WHAT IS BEING ASKED → Search the entries for the string "ValidationError" and give the number of lines that hold it, nothing more.

DATASET RECORDS →
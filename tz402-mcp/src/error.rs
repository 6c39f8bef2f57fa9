//! Error types for tool validation, execution and configuration.

use serde_json::{Value, json};
use tz402_http::FlowError;
use tz402_tezos::LedgerError;

/// Tool arguments were rejected before anything ran.
#[derive(Debug, Clone, PartialEq, Eq, thiserror::Error)]
#[non_exhaustive]
pub enum ValidationError {
    /// A required argument is absent.
    #[error("missing required argument `{0}`")]
    Missing(String),

    /// An argument is present but unusable.
    #[error("invalid argument `{field}`: {reason}")]
    Invalid {
        /// Argument name.
        field: String,
        /// Why it was rejected.
        reason: String,
    },

    /// No tool is registered under this name.
    #[error("unknown tool `{0}`")]
    UnknownTool(String),
}

impl ValidationError {
    /// Shorthand for [`ValidationError::Invalid`].
    pub fn invalid(field: impl Into<String>, reason: impl ToString) -> Self {
        Self::Invalid {
            field: field.into(),
            reason: reason.to_string(),
        }
    }

    /// Machine-readable error kind.
    #[must_use]
    pub const fn kind(&self) -> &'static str {
        match self {
            Self::Missing(_) | Self::Invalid { .. } => "InvalidArguments",
            Self::UnknownTool(_) => "UnknownTool",
        }
    }

    /// Payload returned to the agent.
    #[must_use]
    pub fn report(&self) -> Value {
        json!({ "kind": self.kind(), "message": self.to_string() })
    }
}

/// A validated tool call failed while running.
#[derive(Debug, thiserror::Error)]
#[non_exhaustive]
pub enum ExecutionError {
    /// Chain or signer failure.
    #[error(transparent)]
    Ledger(#[from] LedgerError),

    /// The payment flow failed.
    #[error(transparent)]
    Flow(#[from] FlowError),

    /// The tool needs a setting that is absent.
    #[error("{0} is not configured")]
    NotConfigured(&'static str),
}

impl ExecutionError {
    /// Machine-readable error kind.
    #[must_use]
    pub const fn kind(&self) -> &'static str {
        match self {
            Self::Ledger(LedgerError::ConfirmationTimeout { .. }) => "ConfirmationTimeout",
            Self::Ledger(LedgerError::Rejected(_)) => "OperationRejected",
            Self::Ledger(_) => "LedgerError",
            Self::Flow(flow) => flow.kind(),
            Self::NotConfigured(_) => "NotConfigured",
        }
    }

    /// Payload returned to the agent.
    #[must_use]
    pub fn report(&self) -> Value {
        match self {
            Self::Flow(flow) => serde_json::to_value(flow)
                .unwrap_or_else(|_| json!({ "kind": flow.kind(), "message": flow.to_string() })),
            Self::Ledger(LedgerError::ConfirmationTimeout { op_hash, .. }) => json!({
                "kind": self.kind(),
                "message": self.to_string(),
                "context": { "opHash": op_hash },
            }),
            _ => json!({ "kind": self.kind(), "message": self.to_string() }),
        }
    }
}

/// Configuration could not be loaded.
#[derive(Debug, thiserror::Error)]
pub enum ConfigError {
    /// The file exists but cannot be read.
    #[error("cannot read {path}: {source}")]
    Read {
        /// Config file path.
        path: String,
        /// I/O error.
        #[source]
        source: std::io::Error,
    },

    /// The file is not valid TOML for this schema.
    #[error("invalid configuration: {0}")]
    Parse(#[from] toml::de::Error),

    /// A value is present but unusable.
    #[error("invalid configuration value `{field}`: {reason}")]
    Invalid {
        /// Setting name.
        field: &'static str,
        /// Why it was rejected.
        reason: String,
    },
}
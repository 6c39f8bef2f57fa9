//! Payment proof attached to the retried request.

use serde::{Deserialize, Serialize};

use crate::amount::Mutez;
use crate::encoding::Base64Bytes;
use crate::proto::PaymentRequirement;
use crate::transfer::ConfirmedTransfer;

/// Transcript of the executed transfer.
#[derive(Debug, Clone, PartialEq, Eq, Serialize, Deserialize)]
#[serde(rename_all = "camelCase")]
pub struct Authorization {
    /// Paying address.
    pub from: String,
    /// Receiving address.
    pub to: String,
    /// Transferred amount in mutez.
    pub amount: Mutez,
    /// Currency code, copied from the requirement.
    pub asset: String,
    /// On-chain operation hash.
    pub op_hash: String,
}

/// Scheme-specific payload of a [`PaymentProof`].
#[derive(Debug, Clone, PartialEq, Eq, Serialize, Deserialize)]
pub struct ProofPayload {
    /// The transfer transcript.
    pub authorization: Authorization,
}

/// Proof of a committed payment, sent base64-encoded in the payment header.
///
/// The only constructor is [`PaymentProof::from_confirmed`]; a proof cannot
/// be assembled before the transfer reached its confirmation depth.
///
/// ```json
/// {
///   "scheme": "exact",
///   "network": "tezos-test",
///   "payload": {
///     "authorization": {
///       "from": "tz1…", "to": "tz1…", "amount": "100000",
///       "asset": "XTZ", "opHash": "oo…"
///     }
///   }
/// }
/// ```
#[derive(Debug, Clone, PartialEq, Eq, Serialize, Deserialize)]
pub struct PaymentProof {
    scheme: String,
    network: String,
    payload: ProofPayload,
}

impl PaymentProof {
    /// Builds the proof for `requirement` from the confirmed transfer that paid it.
    #[must_use]
    pub fn from_confirmed(requirement: &PaymentRequirement, transfer: &ConfirmedTransfer) -> Self {
        Self {
            scheme: requirement.scheme.clone(),
            network: requirement.network.clone(),
            payload: ProofPayload {
                authorization: Authorization {
                    from: transfer.from().to_string(),
                    to: transfer.to().to_string(),
                    amount: transfer.amount(),
                    asset: requirement.asset.clone(),
                    op_hash: transfer.op_hash().to_owned(),
                },
            },
        }
    }

    /// Payment scheme, copied from the requirement.
    #[must_use]
    pub fn scheme(&self) -> &str {
        &self.scheme
    }

    /// Network identifier, copied from the requirement.
    #[must_use]
    pub fn network(&self) -> &str {
        &self.network
    }

    /// The transfer transcript.
    #[must_use]
    pub const fn authorization(&self) -> &Authorization {
        &self.payload.authorization
    }

    /// Base64 of the JSON serialization, ready for the payment header.
    ///
    /// # Errors
    ///
    /// Returns an error if JSON serialization fails.
    pub fn to_header_value(&self) -> Result<String, serde_json::Error> {
        Base64Bytes::encode_json(self).map(|b| b.to_string())
    }

    /// Decodes a payment header value.
    ///
    /// Returns `None` if the value is not base64 JSON of a proof.
    #[must_use]
    pub fn from_header_value(value: &str) -> Option<Self> {
        Base64Bytes::from(value).decode_json()
    }
}
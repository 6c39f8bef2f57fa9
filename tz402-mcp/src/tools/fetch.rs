//! The `fetch_with_payment` tool.

use std::sync::Arc;

use async_trait::async_trait;
use serde_json::{Map, Value, json};
use tz402_http::{FetchOutcome, FetchRequest, PaymentRetryFlow};

use crate::capability::{Capability, parse_arguments};
use crate::error::{ExecutionError, ValidationError};
use crate::types::ToolDefinition;

/// `fetch_with_payment`: fetch a URL, paying in XTZ if the server asks for it.
#[derive(Debug)]
pub struct FetchWithPayment {
    flow: Arc<PaymentRetryFlow>,
}

impl FetchWithPayment {
    /// Creates the tool.
    #[must_use]
    pub const fn new(flow: Arc<PaymentRetryFlow>) -> Self {
        Self { flow }
    }
}

#[async_trait]
impl Capability for FetchWithPayment {
    type Params = FetchRequest;
    type Output = FetchOutcome;

    fn definition(&self) -> ToolDefinition {
        ToolDefinition::new(
            "fetch_with_payment",
            "Fetch a URL. If the server answers 402 Payment Required, pay the requested XTZ \
             amount, wait for confirmation and retry with proof of payment.",
            json!({
                "type": "object",
                "properties": {
                    "url": { "type": "string", "description": "Resource URL" },
                    "method": {
                        "type": "string",
                        "enum": ["GET", "POST", "PUT", "DELETE"],
                        "default": "GET"
                    },
                    "headers": {
                        "type": "object",
                        "additionalProperties": { "type": "string" }
                    },
                    "body": { "type": "string" },
                    "maxPaymentAllowed": {
                        "type": ["string", "number"],
                        "description": "Largest payment in XTZ",
                        "default": "1"
                    },
                    "autoRetry": {
                        "type": "boolean",
                        "description": "Pay automatically; when false, return the payment requirement instead",
                        "default": true
                    }
                },
                "required": ["url"]
            }),
        )
    }

    fn validate(&self, arguments: &Map<String, Value>) -> Result<FetchRequest, ValidationError> {
        if !arguments.contains_key("url") {
            return Err(ValidationError::Missing("url".to_owned()));
        }
        let request: FetchRequest = parse_arguments(arguments)?;
        if !matches!(request.url.scheme(), "http" | "https") {
            return Err(ValidationError::invalid("url", "only http and https URLs can be fetched"));
        }
        Ok(request)
    }

    async fn execute(&self, request: FetchRequest) -> Result<FetchOutcome, ExecutionError> {
        Ok(self.flow.fetch_with_payment(&request).await?)
    }
}
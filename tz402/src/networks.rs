//! Tezos network identification.
//!
//! Resource servers name the chain they want to be paid on with free-form
//! identifiers such as `"tezos-test"`, `"tezos-ghostnet"` or the CAIP-2 form
//! `"tezos:NetXnHfVqm9iesp"`. Any identifier mentioning `tezos` is accepted as
//! denoting the supported chain; [`TEZOS_NETWORKS`] lists the well-known ones
//! for configuration and display.

/// Substring that marks a network identifier as Tezos.
pub const TEZOS_NETWORK_MARKER: &str = "tezos";

/// CAIP-2 namespace for Tezos chains.
pub const TEZOS_NAMESPACE: &str = "tezos";

/// A known network definition.
#[derive(Debug, Clone, Copy, PartialEq, Eq)]
pub struct NetworkInfo {
    /// Human-readable network name (e.g., "ghostnet").
    pub name: &'static str,
    /// CAIP-2 chain reference: the first 15 characters of the chain id.
    pub reference: &'static str,
    /// Public block explorer base URL.
    pub explorer: &'static str,
    /// Whether this is a test network with worthless funds.
    pub testnet: bool,
}

impl NetworkInfo {
    /// Returns the CAIP-2 identifier, e.g. `tezos:NetXnHfVqm9iesp`.
    #[must_use]
    pub fn caip2(&self) -> String {
        format!("{TEZOS_NAMESPACE}:{}", self.reference)
    }

    /// Returns the explorer URL for an operation hash.
    #[must_use]
    pub fn explorer_operation_url(&self, op_hash: &str) -> String {
        format!("{}/{op_hash}", self.explorer.trim_end_matches('/'))
    }
}

/// Well-known Tezos networks.
pub static TEZOS_NETWORKS: &[NetworkInfo] = &[
    NetworkInfo {
        name: "mainnet",
        reference: "NetXdQprcVkpaWU",
        explorer: "https://tzkt.io",
        testnet: false,
    },
    NetworkInfo {
        name: "ghostnet",
        reference: "NetXnHfVqm9iesp",
        explorer: "https://ghostnet.tzkt.io",
        testnet: true,
    },
    NetworkInfo {
        name: "shadownet",
        reference: "NetXsqzbfFenSTS",
        explorer: "https://shadownet.tzkt.io",
        testnet: true,
    },
];

/// Looks up a known network by name, case-insensitively.
///
/// Accepts both the bare name (`"ghostnet"`) and the prefixed form
/// (`"tezos-ghostnet"`).
#[must_use]
pub fn network_by_name(name: &str) -> Option<&'static NetworkInfo> {
    let lower = name.trim().to_ascii_lowercase();
    let bare = lower
        .strip_prefix("tezos-")
        .or_else(|| lower.strip_prefix("tezos:"))
        .unwrap_or(&lower);
    TEZOS_NETWORKS
        .iter()
        .find(|n| n.name == bare || n.reference.eq_ignore_ascii_case(bare))
}

/// Returns `true` if `network` denotes the Tezos chain.
#[must_use]
pub fn is_supported_network(network: &str) -> bool {
    network
        .to_ascii_lowercase()
        .contains(TEZOS_NETWORK_MARKER)
}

TASK RESPONSE → 7